Cortó y el pequeño resplandor azuloso de la pantalla desapareció como un fuego fatuo entre las sombras. Inmediatamente después, Bruna escuchó algo. Un roce casi inapreciable. Una levísima vibración del aire. Alarmada, se sentó en la cama. Y de pronto todo pareció detenerse: el tiempo, el rotar de la Tierra, su corazón. Saltó como un resorte y se arrojó de cabeza al suelo antes de saber por qué lo hacía, y mientras rodaba sobre la tarima vio cómo un silencioso y deslumbrante hilo de luz reventaba el camastro. Plasma negro. Gateó, llevada por su intuición, de una esquina a otra del cuarto, perseguida por los disparos de esa muerte callada, que iba abriendo boquetes detrás de ella. Sus ojos mejorados de rep pudieron distinguir la silueta del atacante pese a la oscuridad: estaba junto a la puerta, cuya cerradura sin duda había forzado con extraordinario sigilo; era de estatura mediana y llevaba un casco de localización térmica, que permitía ver al objetivo en medio de la noche y a través de obstáculos materiales como el biombo. Todo esto lo percibió Bruna en un instante mientras se arrastraba y corría como una cucaracha entre las sombras, totalmente segura de que el agresor conseguiría matarla en el próximo tiro o en el siguiente. No había manera de acercarse a él sin exponerse y no había otro lugar por donde salir salvo la puerta que el atacante bloqueaba.

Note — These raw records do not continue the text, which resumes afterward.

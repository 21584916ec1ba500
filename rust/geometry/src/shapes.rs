// This Source Code Form is subject to the terms of the Mozilla Public
// License, v. 2.0. If a copy of the MPL was not distributed with this
// file, You can obtain one at https://mozilla.org/MPL/2.0/.

//! Heterogeneous input shapes and their normalisation into segments and
//! rectangles.
//!
//! The CAD classifier hands over walls, forbidden zones and entrances as a
//! mix of lines, polylines, polygons and bounding boxes. This is the only
//! place where those forms are accepted; everything downstream works on
//! [`WallSegment`], [`Rect`] and [`Polygon`].

use crate::types::{Bounds, Point2D, Polygon, Rect, WallSegment, COORD_EPSILON};
use serde::{Deserialize, Serialize};

/// One input shape.
#[derive(Debug, Clone, Serialize, Deserialize, PartialEq)]
#[serde(untagged)]
pub enum Shape {
    /// A single line `{start, end}`
    Segment { start: Point2D, end: Point2D },
    /// A closed ring `{polygon: [...]}`; closed implicitly if needed
    Polygon { polygon: Vec<Point2D> },
    /// An open chain `{polyline: [...]}` (also accepted as `points`)
    Polyline {
        #[serde(alias = "points")]
        polyline: Vec<Point2D>,
    },
    /// An axis-aligned box `{bounds: {minX, ...}}`
    Bounds { bounds: Bounds },
}

impl Shape {
    pub fn segment(start: Point2D, end: Point2D) -> Self {
        Shape::Segment { start, end }
    }

    pub fn polygon(points: Vec<Point2D>) -> Self {
        Shape::Polygon { polygon: points }
    }

    pub fn polyline(points: Vec<Point2D>) -> Self {
        Shape::Polyline { polyline: points }
    }

    /// All defining vertices, finite or not
    pub fn points(&self) -> Vec<Point2D> {
        match self {
            Shape::Segment { start, end } => vec![*start, *end],
            Shape::Polygon { polygon } => polygon.clone(),
            Shape::Polyline { polyline } => polyline.clone(),
            Shape::Bounds { bounds } => bounds.to_rect().corners().to_vec(),
        }
    }

    /// Split into straight segments.
    ///
    /// Multi-vertex shapes become consecutive-pair segments; polygons and
    /// boxes are closed. Non-finite and zero-length pieces are dropped.
    pub fn segments(&self) -> Vec<WallSegment> {
        let raw: Vec<WallSegment> = match self {
            Shape::Segment { start, end } => vec![WallSegment::new(*start, *end)],
            Shape::Polyline { polyline } => chain_segments(polyline, false),
            Shape::Polygon { polygon } => chain_segments(polygon, true),
            Shape::Bounds { bounds } => bounds.to_rect().edges().to_vec(),
        };

        raw.into_iter()
            .filter(|s| s.is_finite() && s.length() > COORD_EPSILON)
            .collect()
    }

    /// Axis-aligned box around the finite vertices
    pub fn bounding_rect(&self) -> Option<Rect> {
        let points: Vec<Point2D> = self.points().into_iter().filter(|p| p.is_finite()).collect();
        Bounds::from_points(&points).map(|b| b.to_rect())
    }

    /// Closed outline when the shape encloses an area
    pub fn outline(&self) -> Option<Polygon> {
        match self {
            Shape::Polygon { polygon } => {
                let pts: Vec<Point2D> = polygon.iter().copied().filter(|p| p.is_finite()).collect();
                (pts.len() >= 3).then(|| Polygon::new(pts))
            }
            Shape::Bounds { bounds } if bounds.is_valid() => Some(bounds.to_polygon()),
            _ => None,
        }
    }

    /// Representative point: segment midpoint, otherwise the box center
    pub fn center(&self) -> Option<Point2D> {
        match self {
            Shape::Segment { start, end } if start.is_finite() && end.is_finite() => {
                Some(start.lerp(end, 0.5))
            }
            _ => self.bounding_rect().map(|r| r.center()),
        }
    }
}

fn chain_segments(points: &[Point2D], closed: bool) -> Vec<WallSegment> {
    if points.len() < 2 {
        return Vec::new();
    }

    let mut segments: Vec<WallSegment> = points
        .windows(2)
        .map(|w| WallSegment::new(w[0], w[1]))
        .collect();

    if closed && points.len() >= 3 {
        let first = points[0];
        let last = points[points.len() - 1];
        if !first.approx_eq(&last, COORD_EPSILON) {
            segments.push(WallSegment::new(last, first));
        }
    }

    segments
}

/// Flatten a shape list into segments at least `min_length` long
pub fn extract_segments(shapes: &[Shape], min_length: f64) -> Vec<WallSegment> {
    shapes
        .iter()
        .flat_map(|s| s.segments())
        .filter(|s| s.length() >= min_length)
        .collect()
}

#[cfg(test)]
mod tests {
    use super::*;

    #[test]
    fn test_untagged_shapes_decode() {
        let json = r#"[
            {"start": {"x": 0, "y": 0}, "end": [10, 0]},
            {"polygon": [[0, 0], [4, 0], [4, 4], [0, 4]]},
            {"points": [[0, 0], [1, 1], [2, 0]]},
            {"bounds": {"minX": 1, "minY": 1, "maxX": 2, "maxY": 3}}
        ]"#;
        let shapes: Vec<Shape> = serde_json::from_str(json).unwrap();
        assert!(matches!(shapes[0], Shape::Segment { .. }));
        assert!(matches!(shapes[1], Shape::Polygon { .. }));
        assert!(matches!(shapes[2], Shape::Polyline { .. }));
        assert!(matches!(shapes[3], Shape::Bounds { .. }));
    }

    #[test]
    fn test_polygon_is_closed() {
        let square = Shape::polygon(vec![
            Point2D::new(0.0, 0.0),
            Point2D::new(4.0, 0.0),
            Point2D::new(4.0, 4.0),
            Point2D::new(0.0, 4.0),
        ]);
        assert_eq!(square.segments().len(), 4);

        // Already closed: no duplicate closing edge
        let closed = Shape::polygon(vec![
            Point2D::new(0.0, 0.0),
            Point2D::new(4.0, 0.0),
            Point2D::new(4.0, 4.0),
            Point2D::new(0.0, 0.0),
        ]);
        assert_eq!(closed.segments().len(), 3);
    }

    #[test]
    fn test_degenerate_segments_filtered() {
        let shapes = vec![
            Shape::segment(Point2D::new(0.0, 0.0), Point2D::new(0.0, 0.0)),
            Shape::segment(Point2D::new(f64::NAN, 0.0), Point2D::new(1.0, 0.0)),
            Shape::segment(Point2D::new(0.0, 0.0), Point2D::new(0.2, 0.0)),
            Shape::segment(Point2D::new(0.0, 0.0), Point2D::new(5.0, 0.0)),
        ];
        let segments = extract_segments(&shapes, 0.3);
        assert_eq!(segments.len(), 1);
    }

    #[test]
    fn test_center_of_segment_and_polygon() {
        let seg = Shape::segment(Point2D::new(0.0, 0.0), Point2D::new(2.0, 0.0));
        assert_eq!(seg.center(), Some(Point2D::new(1.0, 0.0)));
        let bx = Shape::Bounds {
            bounds: Bounds::new(0.0, 0.0, 2.0, 4.0),
        };
        assert_eq!(bx.center(), Some(Point2D::new(1.0, 2.0)));
    }
}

De pronto lo vio aparecer detrás de él, enorme, rozando el dintel con la cabeza. Era Maio. El bicho levantó su brazo colosal y descargó el puño sobre el cráneo del agresor, que cayó al suelo. Pero el casco debió de protegerle, porque se revolvió como una alimaña sobre su espalda, apuntando con la pistola al alien. Bruna imaginó el ancho pecho traslúcido y las vísceras tornasoladas explotando a consecuencia del impacto: un tiro de plasma negro lo mataría. Entonces se lanzó hacia el atacante como un felino, toda intuición, codificación genética y entrenamiento. Saltó feroz y furiosa, eficiente y cruel, y agarrando por detrás la cabeza del tipo, la torció de un tirón. Fue un movimiento seco que ejecutó sin pensar y sin sentir, un perfecto golpe de verdugo. El cuello crujió y el hombre se desmadejó entre sus manos. Estaba muerto.

– Bruna…

Maio encendió la luz y habló con su voz rumorosa.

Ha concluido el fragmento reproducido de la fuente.